私も紫陽花にぴょんと乗っかっている小さな雨ガエルは、シュンちゃんとよく観に行ってから、その愛らしさに気づいて好きになった。
だけどヒキガエルは──。
「そう、ヒキガエルは見た目がイボとかマダラでボコボコがあるから、人からは気持ち悪がられるんだ。その棒でつついてた少年たちも『気持ち悪いなぁこいつ、汚いねえ、ほれほれ!』って何度も言いながら楽しんでた」
「酷い…………」
「うん、子供は弱っているヒキガエルが面白いんだろうね。でも、カエルは死にそうだったんだ」
「ええ、駄目だよ、酷いよ」
私は楽しそうに、ヒキガエルを苛める少年たちを想像して顔が火照ってきた。
「だから僕ね、思わずその子たちに『生物なんだから悪戯しちゃだめだよ』って注意したんだ。だけど小さい声の僕なんか気にもとめずに『うるさいな、ばあか。あっちいけよ!』って彼等に無視された──僕は『どうしよう、カエルが死んじゃう』って焦っていたら「お前ら、いい加減にしろや───!」って大きな声がしたんだ、振り向いたら、そこにあのトシ君がいたんだ。
「トシちゃんが?」
「ウン、そしたらトシ君、少年たちをあっという間にけちらして、ヒキガエルを元の土の中に、そっと逃がしてくれたんだ。あの時の少年たちの、怯えた顔がおかしかったな。トシ君てあの見た目だろう?──彼等は怖くなって一目散に逃げちゃった! 僕には彼がヒーローみたいにカッコ良く見えたんだ──その後、トシ君もカエルや他の生き物が好きで、この雑木林を時々探索してるんだって。それから僕たちは、たまにだけど一緒に野鳥の声を聞いたり、冬の虫や生き物を何度か観察したりして仲良くなったんだ」
シュンちゃんは頬をバラ色に染めて、その時の状況を思い出して誇らしげにいった。
「そうだったんだ。
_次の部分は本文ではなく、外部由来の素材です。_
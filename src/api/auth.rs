//! Auth Endpoints
//!
//! Registration, login and session validation.

use gloo_net::http::Request;
use serde::{Deserialize, Serialize};

use super::{bearer, decode_json, expect_ok, ApiError, BASE_URL};

#[derive(Serialize)]
struct CredentialArgs<'a> {
    email: &'a str,
    password: &'a str,
}

#[derive(Debug, Clone, PartialEq, Deserialize)]
pub struct LoginResponse {
    pub access_token: String,
}

#[derive(Debug, Clone, PartialEq, Deserialize)]
pub struct UserInfo {
    pub email: String,
}

pub async fn register(email: &str, password: &str) -> Result<(), ApiError> {
    let response = Request::post(&format!("{BASE_URL}/register"))
        .json(&CredentialArgs { email, password })?
        .send()
        .await?;
    expect_ok(response).await
}

pub async fn login(email: &str, password: &str) -> Result<LoginResponse, ApiError> {
    let response = Request::post(&format!("{BASE_URL}/login"))
        .json(&CredentialArgs { email, password })?
        .send()
        .await?;
    decode_json(response).await
}

/// Validates the stored token against the server's user-info endpoint.
pub async fn user_info(token: &str) -> Result<UserInfo, ApiError> {
    let response = Request::get(&format!("{BASE_URL}/user-info"))
        .header("Authorization", &bearer(token))
        .send()
        .await?;
    decode_json(response).await
}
だからシュンちゃんは、クラスのグループ学習を決める時も、ツトム君にトシちゃんを仲間に組入れるのを推薦したのね」
「ウン、彼が素行が悪くなったキッカケは、両親が中一の時、喧嘩してお父さんが出ていっちゃった時期があったんだって──その時、トシ君は大好きなお父さんがいなくなったから、グレちゃったんだって。それでクラスメートと喧嘩して一人ぼっちになったらしいよ。でも二年生になる前に、お母さんとお父さんが仲直りして、三者面談も二人一緒に出てくれたから良かったて、笑って云ってた」
「ええー!そんなことまで、トシちゃんがシュンちゃんに話したの?」
私はびっくりした。
──そこまで二人は仲良しになったんだ、あのトシちゃんが他人に打ち明け話なんてビックリだよ!?
「う~ん、セリちゃん。このことは絶対に内緒ね」
シュンちゃんは少し彼の秘密を話して失敗した、という顔をした。
「うん、内緒にする。本人にも言わない。でもシュンちゃんすごいよ、トシちゃんてお家の事情を話すタイプじゃない子だよ」
「うん、僕も最初は怖かったけど、ヒキガエルの処置見てとってもいい子だなって。あと何度か会ってたらお家のことも話してくれたんだ……彼と話すると、とっても繊細で優しい子だから僕も好きになった」
「シュンちゃん……」
私は夕日を浴びたシュンちゃんの横顔が、眩しくて仕方がなかった。
そうなんだよ。
シュンちゃんか隣にいると、昔から不思議な安心感というか、とても居心地がいいの。
トシちゃんも両親の不和などで辛かった心が、きっとシュンちゃんに慰められたんだろう。
「シュンちゃん、今日は久しぶりに公園を通っていこうよ。桜は散っちゃったけど、きっとチューリップや薔薇の花が満開だし、昨日、雨が降ったから小さい池のオタマジャクシも泳いでるかもしれないよ」
「そうだね。セリちゃん、そうしよう」
「ウン、そうしよう!」
私とシュンちゃんは、久々に手を繋いで公園へ歩いて行った。